The task. Reproduce the entries from their first line up to and including the line with "mod tenants;". Leave out everything after it.

Records for processing.
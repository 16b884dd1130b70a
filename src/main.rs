mod admission;
mod cancel;
mod clock;
mod config;
mod gate;
mod http;
mod idempotency;
mod jobs;
mod llm;
mod metrics;
mod models;
mod orchestrator;
mod security;
mod sink;
mod stages;
mod store;
mod tenants;
#[cfg(test)]
mod testing;

use admission::AdmissionController;
use axum::{
    Json, Router,
    extract::{Extension, Path, Query, State},
    http::{HeaderMap, StatusCode, header},
    middleware,
    response::{IntoResponse, Response},
    routing::{get, post},
};
use clock::{Clock, SystemClock};
use eyre::WrapErr;
use idempotency::IdempotencyCache;
use jobs::{JobQueue, QueueClosed};
use metrics_exporter_prometheus::{PrometheusBuilder, PrometheusHandle};
use models::{ApiError, CreateJobRequest, Job, JobAccepted};
use orchestrator::{JobOrchestrator, OrchestratorError};
use security::{AuthContext, AuthState, require_api_auth};
use serde::Deserialize;
use serde_json::json;
use sink::{HttpStorefrontSink, InMemorySink, PublishSink};
use stages::ExecutorRegistry;
use std::{net::SocketAddr, sync::Arc};
use store::{InMemoryJobStore, JobStore, RedisJobStore};
use tenants::TenantRegistry;
use tower_http::{
    cors::{Any, CorsLayer},
    trace::TraceLayer,
};
use tracing::{error, info, warn};
use tracing_subscriber::{EnvFilter, fmt};
use uuid::Uuid;

#[tokio::main]
async fn main() {
    if let Err(err) = run().await {
        error!(target = "catalog.api", "server crashed: {err:#}");
    }
}

async fn run() -> eyre::Result<()> {
    let _ = dotenvy::dotenv();
    init_tracing();

    let tenants = TenantRegistry::from_env().wrap_err("loading tenant profiles")?;
    info!(target = "catalog.api", tenants = tenants.len(), "tenant registry loaded");

    let clock: Arc<dyn Clock> = Arc::new(SystemClock);
    let admission = Arc::new(AdmissionController::new(
        config::admission_from_env(),
        clock.clone(),
    ));

    let redis = std::env::var("REDIS_URL")
        .ok()
        .map(redis::Client::open)
        .transpose()
        .wrap_err("invalid REDIS_URL")?;
    let (store, idempotency): (Arc<dyn JobStore>, IdempotencyCache) = match redis {
        Some(client) => {
            info!(target = "catalog.api", "using redis job store");
            (
                Arc::new(RedisJobStore::new(client.clone())),
                IdempotencyCache::redis(client, IdempotencyCache::ttl_from_env()),
            )
        }
        None => {
            warn!(target = "catalog.api", "REDIS_URL not set; jobs live in memory only");
            (
                Arc::new(InMemoryJobStore::new()),
                IdempotencyCache::memory(IdempotencyCache::ttl_from_env()),
            )
        }
    };

    let llm = llm::LlmClient::new(llm::LlmConfig::from_env());
    if !llm.is_configured() {
        warn!(target = "catalog.llm", "LLM gateway not configured; enrichment uses templates");
    }
    let sink: Arc<dyn PublishSink> = if config::parse_env_bool("STOREFRONT_ENABLE_NETWORK") {
        Arc::new(HttpStorefrontSink::new())
    } else {
        info!(target = "catalog.sink", "storefront network disabled; publishing in memory");
        Arc::new(InMemorySink::new())
    };

    let orchestrator = JobOrchestrator::new(
        store,
        ExecutorRegistry::standard(Arc::new(llm), sink),
        tenants.clone(),
    )
    .with_clock(clock)
    .with_admission(admission.clone())
    .with_config(config::PipelineConfig::from_env());
    let (queue, _worker) = JobQueue::spawn(orchestrator.clone());

    let prometheus_handle = PrometheusBuilder::new()
        .install_recorder()
        .wrap_err("installing prometheus recorder")?;

    let state = AppState {
        orchestrator,
        queue,
        idempotency,
        openapi: Arc::new(load_openapi()),
        prometheus_handle,
    };
    let app = build_router(state, AuthState::new(tenants, admission))
        .layer(TraceLayer::new_for_http())
        .layer(axum::extract::DefaultBodyLimit::max(body_limit_from_env()));

    let port: u16 = config::parse_env("PORT").unwrap_or(8000);
    let addr: SocketAddr = ([0, 0, 0, 0], port).into();
    info!(target = "catalog.api", "listening on {addr}");

    let listener = tokio::net::TcpListener::bind(addr)
        .await
        .wrap_err_with(|| format!("binding {addr}"))?;
    axum::serve(listener, app.into_make_service()).await?;
    Ok(())
}

#[derive(Clone)]
struct AppState {
    orchestrator: JobOrchestrator,
    queue: JobQueue,
    idempotency: IdempotencyCache,
    openapi: Arc<serde_json::Value>,
    prometheus_handle: PrometheusHandle,
}

fn build_router(state: AppState, auth_state: AuthState) -> Router {
    let cors = CorsLayer::new()
        .allow_headers(Any)
        .allow_methods(Any)
        .allow_origin(Any);

    let protected = Router::new()
        .route("/jobs", post(create_job).get(list_jobs))
        .route("/jobs/{id}", get(get_job))
        .route("/jobs/{id}/retry", post(retry_job))
        .route("/jobs/{id}/cancel", post(cancel_job))
        .route("/jobs/{id}/confirm", post(confirm_job))
        .route_layer(middleware::from_fn_with_state(auth_state, require_api_auth));

    Router::new()
        .route("/health", get(health))
        .route("/metrics", get(metrics_endpoint))
        .route("/openapi.json", get(openapi_json))
        .merge(protected)
        .with_state(state)
        .layer(cors)
}

fn load_openapi() -> serde_json::Value {
    serde_yaml::from_str(include_str!("../docs/openapi.yaml"))
        .unwrap_or_else(|_| json!({"openapi": "3.0.3"}))
}

/// Health and readiness check.
///
/// - Method: `GET`
/// - Path: `/health`
/// - Auth: none
async fn health() -> Json<serde_json::Value> {
    Json(json!({
        "status": "ok",
        "service": "catalog-pipeline-rs",
    }))
}

async fn openapi_json(
    State(state): State<AppState>,
    headers: HeaderMap,
) -> Result<Json<serde_json::Value>, AppError> {
    if let Ok(key) = std::env::var("OPENAPI_KEY") {
        let presented = headers
            .get("X-Docs-Key")
            .and_then(|v| v.to_str().ok())
            .unwrap_or("");
        if presented != key {
            return Err(AppError::Unauthorized);
        }
    }
    Ok(Json((*state.openapi).clone()))
}

async fn metrics_endpoint(State(state): State<AppState>, headers: HeaderMap) -> Response {
    if let Ok(secret) = std::env::var("METRICS_KEY") {
        let presented = headers
            .get("X-Metrics-Key")
            .and_then(|v| v.to_str().ok())
            .unwrap_or("");
        if presented != secret {
            return (StatusCode::UNAUTHORIZED, "unauthorized").into_response();
        }
    }
    (
        [(header::CONTENT_TYPE, "text/plain; version=0.0.4")],
        state.prometheus_handle.render(),
    )
        .into_response()
}

fn body_limit_from_env() -> usize {
    config::parse_env::<usize>("REQUEST_MAX_BYTES")
        .filter(|v| *v > 0)
        .unwrap_or(256 * 1024)
}

fn init_tracing() {
    let filter = EnvFilter::try_from_default_env()
        .unwrap_or_else(|_| EnvFilter::new("info,tower_http=debug"));
    let _ = fmt().with_env_filter(filter).try_init();
}

fn parse_job_id(raw: &str) -> Result<Uuid, AppError> {
    Uuid::parse_str(raw).map_err(|_| AppError::InvalidInput(format!("`{raw}` is not a job id")))
}

/// Loads a job and checks it belongs to the caller's tenant.
async fn owned_job(state: &AppState, context: &AuthContext, raw_id: &str) -> Result<Job, AppError> {
    let job_id = parse_job_id(raw_id)?;
    let job = state.orchestrator.status(job_id).await?;
    if job.tenant != context.tenant {
        warn!(
            target = "catalog.api",
            tenant = %context.tenant,
            job_id = %job_id,
            "cross_tenant_access_denied"
        );
        return Err(AppError::Forbidden);
    }
    Ok(job)
}

/// Create an ingestion job and hand it to the background worker.
///
/// - Method: `POST`
/// - Path: `/jobs`
/// - Auth: `Authorization: Bearer <key>` or `X-Api-Key: <key>`
/// - Body: `CreateJobRequest`; `tenant` defaults to the caller's tenant
/// - Headers: optional `Idempotency-Key`
/// - Response: `202` with `JobAccepted`
async fn create_job(
    State(state): State<AppState>,
    Extension(context): Extension<AuthContext>,
    headers: HeaderMap,
    Json(payload): Json<CreateJobRequest>,
) -> Result<(StatusCode, Json<JobAccepted>), AppError> {
    crate::metrics::inc_requests("/jobs");
    let tenant = payload.tenant.unwrap_or_else(|| context.tenant.clone());
    if tenant != context.tenant {
        return Err(AppError::Forbidden);
    }

    let idempotency_key = headers
        .get("Idempotency-Key")
        .and_then(|v| v.to_str().ok())
        .map(|s| s.trim().to_string())
        .filter(|s| !s.is_empty());
    if let Some(key) = &idempotency_key
        && let Some(existing) = state.idempotency.get(&tenant, key).await
        && let Ok(job) = state.orchestrator.status(existing).await
    {
        info!(
            target = "catalog.api",
            tenant = %tenant,
            job_id = %job.job_id,
            "idempotent_replay"
        );
        return Ok((StatusCode::ACCEPTED, Json(JobAccepted::from(&job))));
    }

    let job = state.orchestrator.create(&tenant, &payload.source_ref).await?;
    // A concurrent request with the same key may have claimed it first.
    if let Some(key) = &idempotency_key
        && let Some(holder) = state.idempotency.claim(&tenant, key, job.job_id).await
        && let Ok(existing) = state.orchestrator.status(holder).await
    {
        if let Err(err) = state.orchestrator.cancel(job.job_id).await {
            warn!(target = "catalog.api", job_id = %job.job_id, error = %err, "duplicate_cancel_failed");
        }
        info!(
            target = "catalog.api",
            tenant = %tenant,
            job_id = %existing.job_id,
            duplicate = %job.job_id,
            "idempotent_replay"
        );
        return Ok((StatusCode::ACCEPTED, Json(JobAccepted::from(&existing))));
    }
    state.queue.submit(job.job_id).await?;
    info!(
        target = "catalog.api",
        tenant = %tenant,
        api_key = %context.api_key_id,
        job_id = %job.job_id,
        "job_accepted"
    );
    Ok((StatusCode::ACCEPTED, Json(JobAccepted::from(&job))))
}

async fn get_job(
    State(state): State<AppState>,
    Extension(context): Extension<AuthContext>,
    Path(id): Path<String>,
) -> Result<Json<Job>, AppError> {
    crate::metrics::inc_requests("/jobs/{id}");
    Ok(Json(owned_job(&state, &context, &id).await?))
}

#[derive(Debug, Deserialize)]
struct ListQuery {
    tenant: Option<String>,
}

async fn list_jobs(
    State(state): State<AppState>,
    Extension(context): Extension<AuthContext>,
    Query(query): Query<ListQuery>,
) -> Result<Json<Vec<Job>>, AppError> {
    crate::metrics::inc_requests("/jobs");
    let tenant = query.tenant.unwrap_or_else(|| context.tenant.clone());
    if tenant != context.tenant {
        return Err(AppError::Forbidden);
    }
    Ok(Json(state.orchestrator.list_jobs(&tenant).await?))
}

/// Requeue a FAILED job at the stage where it stopped. `409` otherwise.
async fn retry_job(
    State(state): State<AppState>,
    Extension(context): Extension<AuthContext>,
    Path(id): Path<String>,
) -> Result<(StatusCode, Json<JobAccepted>), AppError> {
    crate::metrics::inc_requests("/jobs/{id}/retry");
    let job = owned_job(&state, &context, &id).await?;
    let job = state.orchestrator.mark_for_retry(job.job_id).await?;
    state.queue.submit(job.job_id).await?;
    Ok((StatusCode::ACCEPTED, Json(JobAccepted::from(&job))))
}

async fn cancel_job(
    State(state): State<AppState>,
    Extension(context): Extension<AuthContext>,
    Path(id): Path<String>,
) -> Result<Json<Job>, AppError> {
    crate::metrics::inc_requests("/jobs/{id}/cancel");
    let job = owned_job(&state, &context, &id).await?;
    Ok(Json(state.orchestrator.cancel(job.job_id).await?))
}

async fn confirm_job(
    State(state): State<AppState>,
    Extension(context): Extension<AuthContext>,
    Path(id): Path<String>,
) -> Result<(StatusCode, Json<JobAccepted>), AppError> {
    crate::metrics::inc_requests("/jobs/{id}/confirm");
    let job = owned_job(&state, &context, &id).await?;
    let job = state.orchestrator.mark_confirmed(job.job_id).await?;
    state.queue.submit(job.job_id).await?;
    Ok((StatusCode::ACCEPTED, Json(JobAccepted::from(&job))))
}

#[derive(Debug)]
enum AppError {
    Orchestrator(OrchestratorError),
    InvalidInput(String),
    Forbidden,
    Unauthorized,
    QueueUnavailable,
}

impl From<OrchestratorError> for AppError {
    fn from(value: OrchestratorError) -> Self {
        Self::Orchestrator(value)
    }
}

impl From<QueueClosed> for AppError {
    fn from(_: QueueClosed) -> Self {
        Self::QueueUnavailable
    }
}

impl IntoResponse for AppError {
    fn into_response(self) -> Response {
        let (status, code, detail) = match self {
            AppError::Orchestrator(err) => {
                let (status, code) = match &err {
                    OrchestratorError::InvalidInput(_) => (StatusCode::BAD_REQUEST, "invalid_input"),
                    OrchestratorError::NotFound(_) => (StatusCode::NOT_FOUND, "not_found"),
                    OrchestratorError::NotRetryable { .. } => (StatusCode::CONFLICT, "not_retryable"),
                    OrchestratorError::NotCancellable { .. } => {
                        (StatusCode::CONFLICT, "not_cancellable")
                    }
                    OrchestratorError::NotAwaitingConfirmation(_) => {
                        (StatusCode::CONFLICT, "not_awaiting_confirmation")
                    }
                    OrchestratorError::NotRunnable { .. } => (StatusCode::CONFLICT, "not_runnable"),
                    OrchestratorError::AlreadyRunning(_) => (StatusCode::CONFLICT, "already_running"),
                    OrchestratorError::Store(_) => {
                        error!(target = "catalog.api", error = %err, "job store failure");
                        (StatusCode::INTERNAL_SERVER_ERROR, "store_error")
                    }
                };
                (status, code, Some(err.to_string()))
            }
            AppError::InvalidInput(detail) => (StatusCode::BAD_REQUEST, "invalid_input", Some(detail)),
            AppError::Forbidden => (
                StatusCode::FORBIDDEN,
                "forbidden",
                Some("job belongs to another tenant".to_string()),
            ),
            AppError::Unauthorized => (StatusCode::UNAUTHORIZED, "unauthorized", None),
            AppError::QueueUnavailable => (
                StatusCode::SERVICE_UNAVAILABLE,
                "queue_unavailable",
                Some("worker not available".to_string()),
            ),
        };
        let payload = ApiError {
            error: code.to_string(),
            detail,
        };
        (status, Json(payload)).into_response()
    }
}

Result of the task.
repository 16b884dd1130b70a
filename src/main.rs
mod admission;
mod cancel;
mod clock;
mod config;
mod gate;
mod http;
mod idempotency;
mod jobs;
mod llm;
mod metrics;
mod models;
mod orchestrator;
mod security;
mod sink;
mod stages;
mod store;
mod tenants;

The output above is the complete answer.